Elles se couchèrent sur l'herbe, et s'endormirent. La reine les quitta, croyant ne les revoir jamais. Finette fermait les yeux, et ne dormait pas.
«Si j'étais une méchante fille, disait-elle, je m'en irais tout à l'heure, et je laisserais mourir mes sœurs ici, car elles me battent et m'égratignent jusqu'au sang. Malgré toutes leurs malices, je ne les veux pas abandonner.»

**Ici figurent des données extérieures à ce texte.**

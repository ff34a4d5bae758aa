//! [`Settings`] of a [`User`].

use std::{collections::HashSet, mem};

use common::{define_kind, money::Currency};
use smart_default::SmartDefault;

#[cfg(doc)]
use crate::domain::User;

/// Notification and display preferences of a [`User`].
#[derive(Clone, Debug, Eq, PartialEq, SmartDefault)]
pub struct Settings {
    /// Enabled [`Notification`]s.
    #[default(HashSet::from([
        Notification::EmailAlerts,
        Notification::PushNotifications,
        Notification::PriceAlerts,
        Notification::NewListings,
    ]))]
    notifications: HashSet<Notification>,

    /// Preferred [`Language`].
    pub language: Language,

    /// [`Currency`] prices are preferred in.
    #[default(Currency::Brl)]
    pub currency: Currency,

    /// Preferred [`Theme`].
    pub theme: Theme,
}

impl Settings {
    /// Indicates whether the provided [`Notification`] is enabled.
    #[must_use]
    pub fn is_enabled(&self, notification: Notification) -> bool {
        self.notifications.contains(&notification)
    }

    /// Applies the provided [`Change`].
    ///
    /// Returns `false` if nothing has changed.
    pub fn apply(&mut self, change: Change) -> bool {
        match change {
            Change::Notification(n, true) => self.notifications.insert(n),
            Change::Notification(n, false) => self.notifications.remove(&n),
            Change::Language(l) => mem::replace(&mut self.language, l) != l,
            Change::Currency(c) => mem::replace(&mut self.currency, c) != c,
            Change::Theme(t) => mem::replace(&mut self.theme, t) != t,
        }
    }
}

/// Single change of [`Settings`].
#[derive(Clone, Copy, Debug, Eq, PartialEq)]
pub enum Change {
    /// Enables or disables a [`Notification`].
    Notification(Notification, bool),

    /// Switches the [`Language`].
    Language(Language),

    /// Switches the preferred [`Currency`].
    Currency(Currency),

    /// Switches the [`Theme`].
    Theme(Theme),
}

define_kind! {
    #[doc = "Kind of notifications a [`User`] may receive."]
    enum Notification {
        #[doc = "Emails about the account activity."]
        EmailAlerts = 1,

        #[doc = "SMS about the account activity."]
        SmsAlerts = 2,

        #[doc = "Push notifications."]
        PushNotifications = 3,

        #[doc = "Promotional emails."]
        MarketingEmails = 4,

        #[doc = "Price changes of favorite listings."]
        PriceAlerts = 5,

        #[doc = "Newly published listings."]
        NewListings = 6,
    }
}

define_kind! {
    #[doc = "Language of the interface."]
    #[derive(SmartDefault)]
    enum Language {
        #[doc = "Brazilian Portuguese."]
        #[default]
        PtBr = 1,

        #[doc = "American English."]
        EnUs = 2,

        #[doc = "Spanish."]
        EsEs = 3,
    }
}

define_kind! {
    #[doc = "Color theme of the interface."]
    #[derive(SmartDefault)]
    enum Theme {
        #[doc = "Light background."]
        #[default]
        Light = 1,

        #[doc = "Dark background."]
        Dark = 2,
    }
}

#[cfg(test)]
mod spec {
    use common::money::Currency;

    use super::{Change, Language, Notification, Settings, Theme};

    #[test]
    fn defaults_to_common_alerts() {
        let settings = Settings::default();

        assert!(settings.is_enabled(Notification::EmailAlerts));
        assert!(settings.is_enabled(Notification::PriceAlerts));
        assert!(!settings.is_enabled(Notification::SmsAlerts));
        assert!(!settings.is_enabled(Notification::MarketingEmails));
        assert_eq!(settings.language, Language::PtBr);
        assert_eq!(settings.currency, Currency::Brl);
        assert_eq!(settings.theme, Theme::Light);
    }

    #[test]
    fn reports_actual_changes() {
        let mut settings = Settings::default();
        let sms = |on| Change::Notification(Notification::SmsAlerts, on);

        assert!(settings.apply(sms(true)));
        assert!(!settings.apply(sms(true)));
        assert!(settings.is_enabled(Notification::SmsAlerts));

        assert!(settings
            .apply(Change::Notification(Notification::PriceAlerts, false)));
        assert!(!settings.is_enabled(Notification::PriceAlerts));

        assert!(settings.apply(Change::Theme(Theme::Dark)));
        assert!(!settings.apply(Change::Theme(Theme::Dark)));
        assert!(!settings.apply(Change::Language(Language::PtBr)));
        assert!(settings.apply(Change::Currency(Currency::Usd)));
        assert_eq!(settings.currency, Currency::Usd);
    }

    #[test]
    fn parses_kinds() {
        assert_eq!("pt_br".parse::<Language>().unwrap(), Language::PtBr);
        assert_eq!(
            "PRICE_ALERTS".parse::<Notification>().unwrap(),
            Notification::PriceAlerts,
        );
        assert_eq!(Theme::Dark.to_string(), "DARK");
    }
}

Elle les réveille, et leur conte toute l'histoire; elles se mettent à pleurer, et la prient de les mener avec elle, qu'elles lui donneront leurs belles poupées, leur petit ménage d'argent, leurs autres jouets et leurs bonbons.
«Je sais assez que vous n'en ferez rien, dit Finette, mais je n'en serai pas moins bonne sœur;» et se levant, elle suivit son fil, et les princesses aussi; de sorte qu'elles arrivèrent presque aussitôt que la reine.
En s'arrêtant à la porte, elles entendirent que le roi disait:
«J'ai le cœur tout saisi de vous voir revenir seule.
—Bon, dit la reine, nous étions trop embarrassés de nos filles.
—Encore, dit le roi, si vous aviez ramené ma Finette, je me consolerais des autres, car elles n'aiment rien.»